◆ Work task ◆
Here is a block of records. Copy every one of them exactly.

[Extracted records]

□ □ □

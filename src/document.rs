//! Text documents and their content projections.

use chrono::{DateTime, Utc};
use serde::{Deserialize, Serialize};

use crate::error::Error;
use crate::textblock::TextBlock;

/// An ordered collection of text blocks plus document-level metadata.
///
/// Blocks are owned exclusively by the document once appended; nothing in
/// the core mutates them afterwards except merging, and classifiers
/// flipping `is_content` and labels through a [`Processor`].
#[derive(Debug, Clone, Default, Serialize, Deserialize)]
pub struct TextDocument {
    /// Document title, captured at most once from pre-body content.
    pub title: Option<String>,

    /// Publication timestamp, when one could be recovered.
    pub date: Option<DateTime<Utc>>,

    /// Emitted blocks in document order.
    pub text_blocks: Vec<TextBlock>,

    /// Recoverable tokenizer errors collected while draining the stream.
    /// The document remains usable alongside them.
    pub warnings: Vec<String>,
}

impl TextDocument {
    /// The text of every block flagged as content, one block per line.
    #[must_use]
    pub fn content(&self) -> String {
        self.text(true, false)
    }

    /// Project the document's text, selecting the content and/or
    /// non-content partitions. Output is trimmed of leading and trailing
    /// blank space and entity-escaped for safe embedding.
    #[must_use]
    pub fn text(&self, include_content: bool, include_non_content: bool) -> String {
        let mut buffer = String::new();
        for block in &self.text_blocks {
            let include = if block.is_content {
                include_content
            } else {
                include_non_content
            };
            if !include {
                continue;
            }
            buffer.push_str(&block.text);
            buffer.push('\n');
        }
        html_escape::encode_safe(buffer.trim_matches([' ', '\n'])).into_owned()
    }

    /// The single aggregate error wrapping every recoverable tokenizer
    /// error of the run, or `None` for a clean parse.
    #[must_use]
    pub fn error(&self) -> Option<Error> {
        if self.warnings.is_empty() {
            None
        } else {
            Some(Error::Tokenizer(self.warnings.clone()))
        }
    }
}

/// A classification pass over a document.
///
/// Implementations inspect block statistics and flip `is_content` and
/// label state; the core never does. `process` reports whether it changed
/// the document.
pub trait Processor {
    /// Identifying name, for diagnostics.
    fn name(&self) -> &str;

    /// Run the pass; returns whether the document was modified.
    fn process(&self, document: &mut TextDocument) -> bool;
}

□ □ □

◆ Response to the task ◆
filename src/document.rs
//! Text documents and their content projections.

use chrono::{DateTime, Utc};
use serde::{Deserialize, Serialize};

use crate::error::Error;
use crate::textblock::TextBlock;

/// An ordered collection of text blocks plus document-level metadata.
///
/// Blocks are owned exclusively by the document once appended; nothing in
/// the core mutates them afterwards except merging, and classifiers
/// flipping `is_content` and labels through a [`Processor`].
#[derive(Debug, Clone, Default, Serialize, Deserialize)]
pub struct TextDocument {
    /// Document title, captured at most once from pre-body content.
    pub title: Option<String>,

    /// Publication timestamp, when one could be recovered.
    pub date: Option<DateTime<Utc>>,

    /// Emitted blocks in document order.
    pub text_blocks: Vec<TextBlock>,

    /// Recoverable tokenizer errors collected while draining the stream.
    /// The document remains usable alongside them.
    pub warnings: Vec<String>,
}

impl TextDocument {
    /// The text of every block flagged as content, one block per line.
    #[must_use]
    pub fn content(&self) -> String {
        self.text(true, false)
    }

    /// Project the document's text, selecting the content and/or
    /// non-content partitions. Output is trimmed of leading and trailing
    /// blank space and entity-escaped for safe embedding.
    #[must_use]
    pub fn text(&self, include_content: bool, include_non_content: bool) -> String {
        let mut buffer = String::new();
        for block in &self.text_blocks {
            let include = if block.is_content {
                include_content
            } else {
                include_non_content
            };
            if !include {
                continue;
            }
            buffer.push_str(&block.text);
            buffer.push('\n');
        }
        html_escape::encode_safe(buffer.trim_matches([' ', '\n'])).into_owned()
    }

    /// The single aggregate error wrapping every recoverable tokenizer
    /// error of the run, or `None` for a clean parse.
    #[must_use]
    pub fn error(&self) -> Option<Error> {
        if self.warnings.is_empty() {
            None
        } else {
            Some(Error::Tokenizer(self.warnings.clone()))
        }
    }
}

/// A classification pass over a document.
///
/// Implementations inspect block statistics and flip `is_content` and
/// label state; the core never does. `process` reports whether it changed
/// the document.
pub trait Processor {
    /// Identifying name, for diagnostics.
    fn name(&self) -> &str;

    /// Run the pass; returns whether the document was modified.
    fn process(&self, document: &mut TextDocument) -> bool;
}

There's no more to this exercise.